One of my “rules” when deciding what to photograph at a car show is “no ’57 Chevys and no ’69 Camaros”. Why take pictures of cars you can see at just about any car show? Of course rules are meant to be broken and when I come across a real ZL1 or Yenko Camaro, you can be sure that I take lots of photographs. This year’s Ridler finalists included both a ’57 Chevy 210 and this 1969 Camaro RS/SS and to be honest, I probably would have shot this pro touring Camaro despite my rule, even if it wasn’t a Great 8 car. That two of the Great 8 finalists were pro touring resto mods says to me that show organizers and judges are starting to appreciate cars that can handle and stop in addition to having straight line speed and custom styling. Having been founded by the Michigan Hot Rod Association the Autorama has always been as much about go as it’s been about show.

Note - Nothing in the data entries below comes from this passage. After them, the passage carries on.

impl TextBuffer {
    /// Creates an empty buffer with default options.
    pub fn new() -> Self {
        Self::with_options(BufferOptions::default())
    }

    pub fn with_options(options: BufferOptions) -> Self {
        Self {
            store: LineStore::new(),
            cursors: CursorSet::new(),
            options,
            style_pos: Position::default(),
            lexer: None,
            dirty: DirtyLines::None,
        }
    }

    /// Creates a buffer holding `content` with one caret at the origin.
    ///
    /// Note: We don't implement `FromStr` because it requires returning `Result`,
    /// but loading text into a buffer cannot fail.
    #[allow(clippy::should_implement_trait)]
    pub fn from_str(content: &str) -> Self {
        let mut buffer = Self::new();
        buffer.set_text(content);
        buffer
    }

    /// Replaces the whole document.
    ///
    /// Styles reset to the default, a single caret is placed at the origin
    /// and the watermark rewinds to the start.
    pub fn set_text(&mut self, content: &str) {
        self.store = LineStore::from_view(&TextView::new(content));
        self.cursors.reset_to(Cursor::default());
        self.style_pos = Position::default();
        self.dirty.merge(DirtyLines::FromLineToEnd(0));
    }

    // ==================== Accessors ====================

    /// Returns the number of lines in the buffer. Always at least 1.
    pub fn line_count(&self) -> usize {
        self.store.line_count()
    }

    /// Returns the length of the specified line (excluding the line break).
    pub fn line_len(&self, line: usize) -> usize {
        self.store.line_len(line)
    }

    /// The scalars of `line`; empty for rows out of range.
    pub fn line(&self, line: usize) -> &[char] {
        self.store.line(line)
    }

    pub fn line_content(&self, line: usize) -> String {
        self.store.line_content(line)
    }

    /// Returns the entire document with rows joined by `'\n'`.
    pub fn content(&self) -> String {
        self.store.content()
    }

    /// The style id of the scalar at `pos`, default past the end of a row.
    pub fn style_at(&self, pos: Position) -> StyleId {
        self.store.style_at(pos)
    }

    pub fn line_styles(&self, line: usize) -> &[StyleId] {
        self.store.line_styles(line)
    }

    pub fn options(&self) -> &BufferOptions {
        &self.options
    }

    pub fn set_options(&mut self, options: BufferOptions) {
        self.options = options;
    }

    /// Drains the accumulated dirty region.
    pub fn take_dirty(&mut self) -> DirtyLines {
        std::mem::replace(&mut self.dirty, DirtyLines::None)
    }

    pub(crate) fn mark_dirty(&mut self, dirty: DirtyLines) {
        self.dirty.merge(dirty);
    }

    // ==================== Tab-aware Geometry ====================
    // Chunk: docs/chunks/tab_columns - Storage column to visual column mapping

    /// Visual width of row `pos.line` up to and including `pos.col`.
    pub fn adjust_for_tabs(&self, pos: Position) -> usize {
        let pos = self.store.clamp_position(pos);
        tabs::adjust_for_tabs(self.store.line(pos.line), pos.col, self.options.tab_width)
    }

    /// The storage column on `line` whose visual extent first reaches
    /// `visual`, clamped to the line length.
    pub fn from_tab_adjusted(&self, line: usize, visual: usize) -> usize {
        tabs::from_tab_adjusted(self.store.line(line), visual, self.options.tab_width)
    }

    pub fn tab_adjusted_line_length(&self, line: usize) -> usize {
        tabs::tab_adjusted_len(self.store.line(line), self.options.tab_width)
    }

    pub fn maximum_tab_adjusted_line_length(&self) -> usize {
        (0..self.store.line_count())
            .map(|line| self.tab_adjusted_line_length(line))
            .max()
            .unwrap_or(0)
    }

    /// Where a caret on `pos.line` lands when moved `rows` rows up or down,
    /// keeping its visual column. Saturates at the first and last row.
    fn vertical_target(&self, pos: Position, rows: usize, up: bool) -> Position {
        let pos = self.store.clamp_position(pos);
        let last_line = self.store.line_count().saturating_sub(1);
        let target = if up {
            pos.line.saturating_sub(rows)
        } else {
            pos.line.saturating_add(rows).min(last_line)
        };
        if target == pos.line {
            return pos;
        }
        let tab_width = self.options.tab_width;
        let visual = tabs::visual_column(self.store.line(pos.line), pos.col, tab_width);
        Position::new(
            target,
            tabs::column_at_visual(self.store.line(target), visual, tab_width),
        )
    }

    // ==================== Cursors ====================

    pub fn cursors(&self) -> &[Cursor] {
        self.cursors.as_slice()
    }

    pub fn cursor_count(&self) -> usize {
        self.cursors.len()
    }

    pub fn first_cursor(&self) -> Option<Cursor> {
        self.cursors.first().copied()
    }

    pub fn last_cursor(&self) -> Option<Cursor> {
        self.cursors.last().copied()
    }

    /// Removes every cursor. Edits are no-ops until a cursor is added.
    pub fn clear_cursors(&mut self) {
        self.cursors.clear();
    }

    /// Replaces all cursors with a single caret at `pos` (clamped).
    pub fn set_cursor(&mut self, pos: Position) {
        let pos = self.store.clamp_position(pos);
        self.cursors.reset_to(Cursor::caret_at(pos));
    }

    /// Adds a cursor (both ends clamped) in caret order and consolidates.
    pub fn add_cursor(&mut self, cursor: Cursor) {
        let cursor = Cursor::new(
            self.store.clamp_position(cursor.anchor),
            self.store.clamp_position(cursor.caret),
        );
        self.cursors.add(cursor);
    }

    /// Adds a cursor selecting all of `line` (without its line break).
    pub fn add_line_selection(&mut self, line: usize) {
        let start = self.store.line_start(line);
        let stop = self.store.line_end(line);
        self.cursors.add(Cursor::new(start, stop));
    }

    /// Adds a cursor selecting the border-delimited span containing `pos`.
    pub fn add_word_selection(&mut self, pos: Position) {
        let pos = self.store.clamp_position(pos);
        let to_next = self.store.distance_to_next_border(pos);
        let to_prev = if self.store.is_on_border(pos) {
            0
        } else {
            self.store.distance_to_prev_border(pos)
        };
        let start = self.store.prev_position(pos, to_prev);
        let stop = self.store.next_position(pos, to_next);
        self.cursors.add(Cursor::new(start, stop));
    }

    /// Consolidates the cursor set. Every public operation already does
    /// this; it is exposed for callers that build cursor sets by hand.
    pub fn consolidate_cursors(&mut self) {
        self.cursors.consolidate();
    }

    pub fn select_all(&mut self) {
        let start = self.store.first_position();
        let stop = self.store.last_position();
        self.cursors.reset_to(Cursor::new(start, stop));
    }

    /// Collapses every selection onto its caret.
    pub fn selection_clear(&mut self) {
        for cursor in self.cursors.iter_mut() {
            cursor.collapse();
        }
        self.cursors.consolidate();
    }

    /// Adds a copy of every cursor one row up at the same visual columns.
    pub fn cursor_clone_up(&mut self) {
        self.clone_cursors(true);
    }

    /// Adds a copy of every cursor one row down at the same visual columns.
    pub fn cursor_clone_down(&mut self) {
        self.clone_cursors(false);
    }

    fn clone_cursors(&mut self, up: bool) {
        let last_line = self.store.line_count().saturating_sub(1);
        let clones: Vec<Cursor> = self
            .cursors
            .iter()
            .filter(|c| {
                if up {
                    c.start().line > 0
                } else {
                    c.stop().line < last_line
                }
            })
            .map(|c| {
                Cursor::new(
                    self.vertical_target(c.anchor, 1, up),
                    self.vertical_target(c.caret, 1, up),
                )
            })
            .collect();
        for clone in clones {
            self.cursors.add(clone);
        }
    }

    /// Rewrites every cursor through `f`, then consolidates.
    pub(crate) fn update_cursors(&mut self, f: impl Fn(&Self, Cursor) -> Cursor) {
        let updated: Vec<Cursor> = self.cursors.iter().map(|&c| f(self, c)).collect();
        for (slot, cursor) in self.cursors.iter_mut().zip(updated) {
            *slot = cursor;
        }
        self.cursors.consolidate();
    }

    // ==================== Adjust (extend selection) ====================

    pub fn cursor_adjust_left(&mut self, count: usize) {
        self.update_cursors(|buf, c| {
            Cursor::new(c.anchor, buf.store.prev_position(c.caret, count))
        });
    }

    pub fn cursor_adjust_right(&mut self, count: usize) {
        self.update_cursors(|buf, c| {
            Cursor::new(c.anchor, buf.store.next_position(c.caret, count))
        });
    }

    pub fn cursor_adjust_up(&mut self, count: usize) {
        self.update_cursors(|buf, c| Cursor::new(c.anchor, buf.vertical_target(c.caret, count, true)));
    }

    pub fn cursor_adjust_down(&mut self, count: usize) {
        self.update_cursors(|buf, c| {
            Cursor::new(c.anchor, buf.vertical_target(c.caret, count, false))
        });
    }

    pub fn cursor_adjust_to_prev_border(&mut self) {
        self.update_cursors(|buf, c| {
            let distance = buf.store.distance_to_prev_border(c.caret);
            Cursor::new(c.anchor, buf.store.prev_position(c.caret, distance))
        });
    }

    pub fn cursor_adjust_to_next_border(&mut self) {
        self.update_cursors(|buf, c| {
            let distance = buf.store.distance_to_next_border(c.caret);
            Cursor::new(c.anchor, buf.store.next_position(c.caret, distance))
        });
    }

    pub fn cursor_adjust_to_line_start(&mut self) {
        self.update_cursors(|buf, c| Cursor::new(c.anchor, buf.store.line_start(c.caret.line)));
    }

    pub fn cursor_adjust_to_line_end(&mut self) {
        self.update_cursors(|buf, c| Cursor::new(c.anchor, buf.store.line_end(c.caret.line)));
    }

    pub fn cursor_adjust_to_buffer_start(&mut self) {
        self.update_cursors(|buf, c| Cursor::new(c.anchor, buf.store.first_position()));
    }

    pub fn cursor_adjust_to_buffer_end(&mut self) {
        self.update_cursors(|buf, c| Cursor::new(c.anchor, buf.store.last_position()));
    }

    // ==================== Move (collapse selection) ====================

    /// Moves every caret left by `count`. A selection first collapses to
    /// its start, which uses up one unit of the count.
    pub fn cursor_move_left(&mut self, count: usize) {
        self.update_cursors(|buf, c| {
            let (from, count) = if c.is_empty() {
                (c.caret, count)
            } else {
                (c.start(), count.saturating_sub(1))
            };
            Cursor::caret_at(buf.store.prev_position(from, count))
        });
    }

    /// Moves every caret right by `count`. A selection first collapses to
    /// its stop, which uses up one unit of the count.
    pub fn cursor_move_right(&mut self, count: usize) {
        self.update_cursors(|buf, c| {
            let (from, count) = if c.is_empty() {
                (c.caret, count)
            } else {
                (c.stop(), count.saturating_sub(1))
            };
            Cursor::caret_at(buf.store.next_position(from, count))
        });
    }

    pub fn cursor_move_up(&mut self, count: usize) {
        self.update_cursors(|buf, c| {
            Cursor::caret_at(buf.vertical_target(c.start(), count, true))
        });
    }

    pub fn cursor_move_down(&mut self, count: usize) {
        self.update_cursors(|buf, c| {
            Cursor::caret_at(buf.vertical_target(c.stop(), count, false))
        });
    }

    pub fn cursor_move_to_prev_border(&mut self) {
        self.update_cursors(|buf, c| {
            let distance = buf.store.distance_to_prev_border(c.caret);
            Cursor::caret_at(buf.store.prev_position(c.caret, distance))
        });
    }

    pub fn cursor_move_to_next_border(&mut self) {
        self.update_cursors(|buf, c| {
            let distance = buf.store.distance_to_next_border(c.caret);
            Cursor::caret_at(buf.store.next_position(c.caret, distance))
        });
    }

    pub fn cursor_move_to_line_start(&mut self) {
        self.update_cursors(|buf, c| Cursor::caret_at(buf.store.line_start(c.caret.line)));
    }

    pub fn cursor_move_to_line_end(&mut self) {
        self.update_cursors(|buf, c| Cursor::caret_at(buf.store.line_end(c.caret.line)));
    }

    /// Leaves a single caret at the start of the document.
    pub fn cursor_move_to_buffer_start(&mut self) {
        let start = self.store.first_position();
        self.cursors.reset_to(Cursor::caret_at(start));
    }

    /// Leaves a single caret at the end of the document.
    pub fn cursor_move_to_buffer_end(&mut self) {
        let end = self.store.last_position();
        self.cursors.reset_to(Cursor::caret_at(end));
    }
}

Brian Ganos, of Fond du Lac, WI, calls his car a Camaro ZRS. Larry Williams rendered the design and Jim Hubbel did the build. As with at least one other Great 8 car, Charley Hutton prepped the body and painted it. Advanced Plating, another frequent choice of Ridler competitors, did the chrome and powder coating. M&M Hot Rods, yet another name that shows up in the build sheet of another competitor, did the interior.
Opting for a Gen I small block Chevy V8 that’s been bored and stroked to 427 cubic inches, rather than a LS, Ganos specified a Tremec T56 six speed manual transmission to transmit power and torque to the independently suspended rear end, courtesy of a C4 Corvette which also donated the front suspension as well. Baer six pot brake calipers are at the corners. It’s all wrapped up in a very cleanly executed body painted in cerulean blue.